Niitsu Hiroaki, Hinoi Takao, Shimomura Manabu, Egi Hiroyuki, Hattori Minoru, Ishizaki Yasuyo, Adachi Tomohiro, Saito Yasufumi, Miguchi Masashi, Sawada Hiroyuki, Kochi Masatoshi, Mukai Shoichiro, Ohdan Hideki
Department of Gastroenterological and Transplant Surgery, Applied Life Sciences, Institute of Biomedical & Health Sciences, Hiroshima University, 1-2-3 Kasumi, Minamiku, Hiroshima, 734-8551, Japan.
World J Surg Oncol. 2015 Apr 24;13:162. doi: 10.1186/s12957-015-0570-1.
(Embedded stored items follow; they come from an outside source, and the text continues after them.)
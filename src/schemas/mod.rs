//! Schema types for repairdesk
//!
//! Serde types for tickets, roles and shop configuration as stored on disk.

mod config;
mod role;
mod ticket;

pub use config::ShopConfig;
pub use role::Role;
pub use ticket::{Stage, Ticket};
//! One-shot fill acknowledgment for a newly active stage

use chrono::{DateTime, Duration, Utc};

use crate::schemas::Stage;

/// Transient highlight on the stage that just became active.
///
/// Purely presentational: it is derived from observed stage changes and
/// expires on its own. Nothing in the transition path waits for it.
#[derive(Debug, Clone, Copy, PartialEq)]
pub struct FillFlash {
    pub stage: Stage,
    pub started_at: DateTime<Utc>,
    pub duration: Duration,
}

impl FillFlash {
    pub fn start(stage: Stage, now: DateTime<Utc>, duration: Duration) -> Self {
        FillFlash {
            stage,
            started_at: now,
            duration,
        }
    }

    /// Whether the highlight is still showing at `now`
    pub fn is_active(&self, now: DateTime<Utc>) -> bool {
        now >= self.started_at && now < self.started_at + self.duration
    }

    /// The highlighted stage, if the flash has not expired
    pub fn active_stage(&self, now: DateTime<Utc>) -> Option<Stage> {
        self.is_active(now).then_some(self.stage)
    }
}
//! JSON file operations with schema validation
//!
//! Provides functions to read and write JSON files with serde validation.

use std::fs;
use std::io::Write;
use std::path::Path;

use serde::de::DeserializeOwned;
use serde::Serialize;

use crate::errors::{Result, ShopError};
use crate::schemas::ShopConfig;

use super::paths::get_config_path;

/// Read and deserialize a JSON file.
///
/// # Errors
/// * `FileNotFound` - If the file does not exist
/// * `InvalidJson` - If the file contains invalid JSON or does not match the schema
pub fn read_json<T: DeserializeOwned>(path: &Path) -> Result<T> {
    let content = fs::read_to_string(path).map_err(|e| {
        if e.kind() == std::io::ErrorKind::NotFound {
            ShopError::FileNotFound(format!("File not found: {}", path.display()))
        } else {
            ShopError::Io(e)
        }
    })?;

    serde_json::from_str(&content).map_err(|e| {
        ShopError::InvalidJson(format!("Invalid JSON in file {}: {}", path.display(), e))
    })
}

/// Write a value to a JSON file with pretty formatting.
///
/// Uses atomic write (write to temp file, then rename) to avoid partial writes.
pub fn write_json<T: Serialize>(path: &Path, data: &T) -> Result<()> {
    let content =
        serde_json::to_string_pretty(data).map_err(|e| ShopError::InvalidJson(e.to_string()))?;

    if let Some(parent) = path.parent() {
        fs::create_dir_all(parent)?;
    }

    let temp_path = path.with_extension("json.tmp");
    let mut file = fs::File::create(&temp_path)?;
    file.write_all(content.as_bytes())?;
    file.write_all(b"\n")?;
    file.sync_all()?;
    drop(file);

    fs::rename(&temp_path, path)?;

    Ok(())
}

/// Read the config.json file for a shop workspace.
///
/// Returns the default config if the file doesn't exist.
pub fn read_config(root: &Path) -> Result<ShopConfig> {
    let path = get_config_path(root);
    if !path.exists() {
        return Ok(ShopConfig::default());
    }
    read_json(&path)
}

/// Write the config.json file for a shop workspace.
pub fn write_config(root: &Path, config: &ShopConfig) -> Result<()> {
    write_json(&get_config_path(root), config)
}

#[cfg(test)]
mod tests {
    use super::*;
    use crate::schemas::Ticket;
    use tempfile::TempDir;

    #[test]
    fn test_read_json_file_not_found() {
        let temp = TempDir::new().unwrap();
        let path = temp.path().join("nonexistent.json");

        let result: Result<Ticket> = read_json(&path);
        assert!(matches!(result.unwrap_err(), ShopError::FileNotFound(_)));
    }

    #[test]
    fn test_read_json_invalid_json() {
        let temp = TempDir::new().unwrap();
        let path = temp.path().join("invalid.json");
        fs::write(&path, "not valid json {").unwrap();

        let result: Result<Ticket> = read_json(&path);
        assert!(matches!(result.unwrap_err(), ShopError::InvalidJson(_)));
    }

    #[test]
    fn test_write_json_creates_parent_dirs_and_no_temp_file() {
        let temp = TempDir::new().unwrap();
        let path = temp.path().join("nested").join("dir").join("ticket.json");

        let ticket = Ticket::new("t-1".to_string(), "shop-a".to_string(), "c-1".to_string());
        write_json(&path, &ticket).unwrap();

        assert!(path.exists());
        assert!(!path.with_extension("json.tmp").exists());
        let read: Ticket = read_json(&path).unwrap();
        assert_eq!(read, ticket);
    }

    #[test]
    fn test_config_round_trip_on_disk() {
        let temp = TempDir::new().unwrap();
        assert_eq!(read_config(temp.path()).unwrap(), ShopConfig::default());

        let config = ShopConfig {
            shop_id: "northside".to_string(),
            ..Default::default()
        };
        write_config(temp.path(), &config).unwrap();
        assert_eq!(read_config(temp.path()).unwrap().shop_id, "northside");
    }
}
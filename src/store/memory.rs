//! In-memory ticket store

use std::collections::HashMap;

use async_trait::async_trait;
use tokio::sync::Mutex;

use crate::errors::{Result, ShopError};
use crate::schemas::{Stage, Ticket};

use super::TicketStore;

/// Ticket store backed by a map, for embedding and tests
#[derive(Debug, Default)]
pub struct MemoryTicketStore {
    tickets: Mutex<HashMap<String, Ticket>>,
}

impl MemoryTicketStore {
    pub fn new() -> Self {
        Self::default()
    }

    /// Create a store pre-filled with tickets
    pub fn with_tickets(tickets: impl IntoIterator<Item = Ticket>) -> Self {
        let tickets = tickets
            .into_iter()
            .map(|t| (t.id().to_string(), t))
            .collect();
        MemoryTicketStore {
            tickets: Mutex::new(tickets),
        }
    }
}

#[async_trait]
impl TicketStore for MemoryTicketStore {
    async fn get_ticket(&self, id: &str) -> Result<Ticket> {
        let tickets = self.tickets.lock().await;
        tickets
            .get(id)
            .cloned()
            .ok_or_else(|| ShopError::TicketNotFound(id.to_string()))
    }

    async fn set_stage(&self, id: &str, stage: Stage) -> Result<Ticket> {
        let mut tickets = self.tickets.lock().await;
        let ticket = tickets
            .get_mut(id)
            .ok_or_else(|| ShopError::TicketNotFound(id.to_string()))?;
        *ticket = ticket.clone().with_stage(stage);
        Ok(ticket.clone())
    }

    async fn create_ticket(&self, ticket: Ticket) -> Result<Ticket> {
        let mut tickets = self.tickets.lock().await;
        if tickets.contains_key(ticket.id()) {
            return Err(ShopError::wrap(
                format!("ticket {} already exists", ticket.id()),
                "create ticket",
            ));
        }
        tickets.insert(ticket.id().to_string(), ticket.clone());
        Ok(ticket)
    }

    async fn list_tickets(&self, shop_id: &str) -> Result<Vec<Ticket>> {
        let tickets = self.tickets.lock().await;
        let mut found: Vec<Ticket> = tickets
            .values()
            .filter(|t| t.shop_id() == shop_id)
            .cloned()
            .collect();
        found.sort_by(|a, b| a.created_at().cmp(b.created_at()).then(a.id().cmp(b.id())));
        Ok(found)
    }
}
//! Shop configuration

mod loader;

pub use loader::load_config;
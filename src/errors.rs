//! Error types for repairdesk
//!
//! Each error type has a corresponding error code for programmatic handling.
//! Denied transitions and out-of-range stage requests are not errors: the
//! first is reported as a request outcome, the second is clamped.

use thiserror::Error;

/// Result type alias for repairdesk operations
pub type Result<T> = std::result::Result<T, ShopError>;

/// Main error type for all repairdesk operations
#[derive(Debug, Error)]
pub enum ShopError {
    /// Shop directory not found - no .repairdesk directory above the start path
    #[error("Shop not found: {0}")]
    ShopNotFound(String),

    /// Ticket id does not resolve in the store
    #[error("Ticket not found: {0}")]
    TicketNotFound(String),

    /// Persisting a permitted stage transition failed
    #[error("Failed to commit stage change for ticket {ticket_id}: {message}")]
    CommitFailed { ticket_id: String, message: String },

    /// Role text that is not CLIENT, STAFF or OWNER
    #[error("Invalid role: {0}")]
    InvalidRole(String),

    /// Invalid JSON format
    #[error("Invalid JSON: {0}")]
    InvalidJson(String),

    /// File not found
    #[error("File not found: {0}")]
    FileNotFound(String),

    /// Configuration error
    #[error("Configuration error: {0}")]
    ConfigError(String),

    /// IO error wrapper
    #[error("IO error: {0}")]
    Io(#[from] std::io::Error),

    /// Generic wrapped error with context
    #[error("{context}: {message}")]
    Wrapped { context: String, message: String },
}

impl ShopError {
    /// Get the error code for this error type
    pub fn code(&self) -> &'static str {
        match self {
            ShopError::ShopNotFound(_) => "SHOP_NOT_FOUND",
            ShopError::TicketNotFound(_) => "TICKET_NOT_FOUND",
            ShopError::CommitFailed { .. } => "COMMIT_FAILED",
            ShopError::InvalidRole(_) => "INVALID_ROLE",
            ShopError::InvalidJson(_) => "INVALID_JSON",
            ShopError::FileNotFound(_) => "FILE_NOT_FOUND",
            ShopError::ConfigError(_) => "CONFIG_ERROR",
            ShopError::Io(_) => "IO_ERROR",
            ShopError::Wrapped { .. } => "WRAPPED_ERROR",
        }
    }

    /// Whether the operation may succeed if the user simply tries again.
    ///
    /// Only commit failures qualify; the UI offers a retry affordance for them.
    pub fn is_retryable(&self) -> bool {
        matches!(self, ShopError::CommitFailed { .. })
    }

    /// Build a commit failure for a ticket from any displayable cause
    pub fn commit_failed<E: std::fmt::Display>(ticket_id: impl Into<String>, cause: E) -> Self {
        ShopError::CommitFailed {
            ticket_id: ticket_id.into(),
            message: cause.to_string(),
        }
    }

    /// Wrap an error with additional context
    pub fn wrap<E: std::fmt::Display>(error: E, context: impl Into<String>) -> Self {
        ShopError::Wrapped {
            context: context.into(),
            message: error.to_string(),
        }
    }
}

/// Convert an error to an appropriate exit code
pub fn to_exit_code(error: &ShopError) -> i32 {
    match error {
        ShopError::TicketNotFound(_) | ShopError::ShopNotFound(_) => 2,
        ShopError::CommitFailed { .. } => 75, // EX_TEMPFAIL: retry may succeed
        _ => 1,
    }
}
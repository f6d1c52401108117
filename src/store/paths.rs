//! Path resolution utilities for repairdesk
//!
//! Provides functions to locate the shop workspace root and construct paths
//! to configuration and per-ticket records.

use std::path::{Path, PathBuf};

use crate::errors::{Result, ShopError};

/// Name of the workspace directory that marks a shop root
pub const WORKSPACE_DIR: &str = ".repairdesk";

/// Find the workspace root containing a .repairdesk directory.
///
/// Walks up the directory tree from the starting directory.
///
/// # Errors
/// * `ShopNotFound` - If no ancestor contains .repairdesk
pub fn find_shop_root(start_cwd: &Path) -> Result<PathBuf> {
    let mut current = start_cwd
        .canonicalize()
        .map_err(|e| ShopError::ShopNotFound(format!("Cannot resolve path: {}", e)))?;

    loop {
        if current.join(WORKSPACE_DIR).is_dir() {
            return Ok(current);
        }

        match current.parent() {
            Some(parent) if parent != current => {
                current = parent.to_path_buf();
            }
            _ => {
                return Err(ShopError::ShopNotFound(format!(
                    "Could not find a {} directory; run `repairdesk init` first",
                    WORKSPACE_DIR
                )));
            }
        }
    }
}

/// Resolve the current working directory, optionally using an override.
pub fn resolve_cwd(cwd_option: Option<&Path>) -> PathBuf {
    match cwd_option {
        Some(path) => path.to_path_buf(),
        None => std::env::current_dir().unwrap_or_else(|_| PathBuf::from(".")),
    }
}

/// Whether an id or shop id is safe to use as a single path component
pub fn is_valid_record_id(id: &str) -> bool {
    !id.is_empty()
        && id != "."
        && id != ".."
        && id
            .chars()
            .all(|c| c.is_ascii_alphanumeric() || c == '-' || c == '_' || c == '.')
}

/// Get the path to the .repairdesk directory.
pub fn get_workspace_dir(root: &Path) -> PathBuf {
    root.join(WORKSPACE_DIR)
}

/// Get the path to the config.json file.
pub fn get_config_path(root: &Path) -> PathBuf {
    get_workspace_dir(root).join("config.json")
}

/// Get the path to the shops directory.
pub fn get_shops_dir(root: &Path) -> PathBuf {
    get_workspace_dir(root).join("shops")
}

/// Get the path to a shop's ticket directory.
pub fn get_tickets_dir(root: &Path, shop_id: &str) -> PathBuf {
    get_shops_dir(root).join(shop_id).join("tickets")
}

/// Get the path to a specific ticket's directory.
pub fn get_ticket_dir(root: &Path, shop_id: &str, id: &str) -> PathBuf {
    get_tickets_dir(root, shop_id).join(id)
}

/// Get the path to a ticket's ticket.json file.
pub fn get_ticket_json_path(root: &Path, shop_id: &str, id: &str) -> PathBuf {
    get_ticket_dir(root, shop_id, id).join("ticket.json")
}
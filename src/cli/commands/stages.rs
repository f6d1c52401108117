//! Stages command - Print the stage sequence

use crate::domain::stage_labels;
use crate::errors::Result;

pub async fn run() -> Result<()> {
    for (index, label) in stage_labels().iter().enumerate() {
        println!("{}  {}", index, label);
    }
    Ok(())
}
In stage IV colorectal cancer (CRC) with unresectable metastases, whether or not resection of the primary tumor should be indicated remains controversial. We aim to determine the impact of primary tumor resection on the survival of stage IV CRC patients with unresectable metastases.
We retrospectively investigated 103 CRC patients with stage IV colorectal cancer with metastases, treated at Hiroshima University Hospital between 2007 and 2013. Of these, those who had resectable primary tumor but unresectable metastases and received any chemotherapy were included in the study. We analyzed the overall survival (OS) and short-term outcomes between the patients who received up-front systemic chemotherapy (USC group) and those who received primary tumor resection followed by chemotherapy (PTR group).
Of the 57 included patients, 15 underwent USC and 42 PTR. The median survival times were 13.4 and 23.9 months in the USC and PTR groups, respectively (P = 0.093), but multivariate analysis for the overall survival showed no significant difference between the two groups (hazard ratio, 1.30; 95% confidence interval (CI), 0.60 to 2.73, P = 0.495). In the USC group, the disease control rate of primary tumor was observed in 12 patients (80.0%), but emergency laparotomy was required for 1 patient. Morbidity in the PTR group was observed in 18 cases (42.9%).
The overall survival did not differ significantly between the USC and PTR groups. USC may help avoid unnecessary resection and consequently the high morbidity rate associated with primary tumor resection for stage IV CRC with unresectable metastases.
在伴有不可切除转移灶的IV期结直肠癌(CRC)中,是否应进行原发肿瘤切除仍存在争议。我们旨在确定原发肿瘤切除对伴有不可切除转移灶的IV期CRC患者生存的影响。
我们回顾性研究了2007年至2013年在广岛大学医院接受治疗的103例伴有转移的IV期结直肠癌患者。其中,那些原发肿瘤可切除但转移灶不可切除且接受过任何化疗的患者被纳入研究。我们分析了接受 upfront 全身化疗的患者(USC组)和接受原发肿瘤切除后化疗的患者(PTR组)之间的总生存期(OS)和短期结局。
在纳入的57例患者中,15例接受了USC,42例接受了PTR。USC组和PTR组的中位生存时间分别为13.4个月和23.9个月(P = 0.093),但总生存期的多因素分析显示两组之间无显著差异(风险比,1.30;95%置信区间(CI),0.60至2.73,P = 0.495)。在USC组中,12例患者(80.0%)观察到原发肿瘤的疾病控制率,但1例患者需要急诊剖腹手术。PTR组有18例(42.9%)出现并发症。
USC组和PTR组的总生存期无显著差异。USC可能有助于避免不必要的切除,从而避免与伴有不可切除转移灶的IV期CRC原发肿瘤切除相关的高发病率。